In 2014, a French television channel broadcast fictional weather reports envisioning temperatures in 2050.

Intended as a distant warning about the escalating threat of climate change, one clip featured high profile weather forecaster Evelyne Dheliat alongside a map showing summertime temperatures in France hitting highs of up to 42C.

But just five years later, real weather forecasts by Ms Dheliat show the future appears to have arrived decades early.

An image shared widely on social media following last week’s European heatwave shows a striking similarity between the fictional temperatures of August 2050 and the very real weather faced today.

Although the 2019 image was apparently taken from a weather report in late June, when France recorded its first ever 46C high, last week saw similar scorching temperatures, including in Paris, which saw its hottest day on 25 July.

An image comparing the fictionalised 2050 weather with a present day report (TF1/Reddit)

In the fictional 2014 report, Paris is shown at 26C in the morning, before rising to 40C after midday. Last Thursday, the French capital hit a far more extreme 34C by 10am, before reaching its record 42.6C in the late afternoon.
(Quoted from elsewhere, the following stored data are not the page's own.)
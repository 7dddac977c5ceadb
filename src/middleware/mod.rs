// Authentication, caller identity, and CORS middleware

use axum::{
    async_trait,
    body::Body,
    extract::{FromRequestParts, State},
    http::{request::Parts, HeaderValue, Request},
    middleware::Next,
    response::Response,
};
use tower_http::cors::{AllowOrigin, Any, CorsLayer};

use crate::error::ApiError;
use crate::routes::AppState;

/// Header naming the CRM user acting on a dialer request
pub const USER_ID_HEADER: &str = "x-user-id";

/// Authentication middleware
///
/// Verifies the API key in the Authorization header or x-api-key header.
/// Expects format: "Bearer {PROXY_API_KEY}" or just the key in x-api-key.
pub async fn auth_middleware(
    State(state): State<AppState>,
    request: Request<Body>,
    next: Next,
) -> Result<Response, ApiError> {
    let expected = state.config.proxy_api_key.as_str();

    if let Some(auth_header) = request.headers().get("authorization") {
        if let Ok(auth_str) = auth_header.to_str() {
            if auth_str.strip_prefix("Bearer ") == Some(expected) {
                return Ok(next.run(request).await);
            }
        }
    }

    if let Some(api_key_header) = request.headers().get("x-api-key") {
        if api_key_header.to_str().ok() == Some(expected) {
            return Ok(next.run(request).await);
        }
    }

    let path = request.uri().path();
    let method = request.method();
    let request_id = uuid::Uuid::new_v4().to_string()[..8].to_string();
    tracing::warn!(
        "[{}] Access attempt with invalid or missing API key: {} {}",
        request_id,
        method,
        path
    );
    Err(ApiError::Unauthorized(
        "Invalid or missing API Key".to_string(),
    ))
}

/// Id of the CRM user on whose behalf the request is made
#[derive(Debug, Clone, PartialEq, Eq)]
pub struct AgentUser(pub String);

#[async_trait]
impl<S> FromRequestParts<S> for AgentUser
where
    S: Send + Sync,
{
    type Rejection = ApiError;

    async fn from_request_parts(parts: &mut Parts, _state: &S) -> Result<Self, Self::Rejection> {
        parts
            .headers
            .get(USER_ID_HEADER)
            .and_then(|v| v.to_str().ok())
            .map(str::trim)
            .filter(|v| !v.is_empty())
            .map(|v| AgentUser(v.to_string()))
            .ok_or_else(|| ApiError::Unauthorized(format!("Missing {} header", USER_ID_HEADER)))
    }
}

/// Create CORS middleware layer
///
/// An empty origin list allows every origin. Entries starting with `*`
/// match any origin ending in the rest of the entry.
pub fn cors_layer(origins: &[String]) -> CorsLayer {
    let layer = CorsLayer::new().allow_methods(Any).allow_headers(Any);

    if origins.is_empty() {
        return layer.allow_origin(Any);
    }

    let origins = origins.to_vec();
    layer.allow_origin(AllowOrigin::predicate(
        move |origin: &HeaderValue, _parts: &Parts| {
            origin
                .to_str()
                .map(|origin| origin_allowed(&origins, origin))
                .unwrap_or(false)
        },
    ))
}

fn origin_allowed(allowed: &[String], origin: &str) -> bool {
    allowed.iter().any(|o| match o.strip_prefix('*') {
        Some(suffix) => origin.ends_with(suffix),
        None => origin == o,
    })
}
The comparison between the present and 2014's dystopian weather report was first made by French weekly L’Obs.

The unprecedented heat in France last week was mirrored across much of northern Europe, where one by one temperature records tumbled.

Holland beat its national record that had stood since 1944 with a reading of 39.3C in Eindhoven, while a temperature of 40.7C in Beitem broke Belgium’s record.

Although no single weather event can be directly attributed to climate change, climate scientists warn global carbon emissions make extreme heatwaves far more likely.

A study last month by the Potsdam Institute for Climate Impact Research revealed the five hottest summers in Europe since 1500 have come since 2002.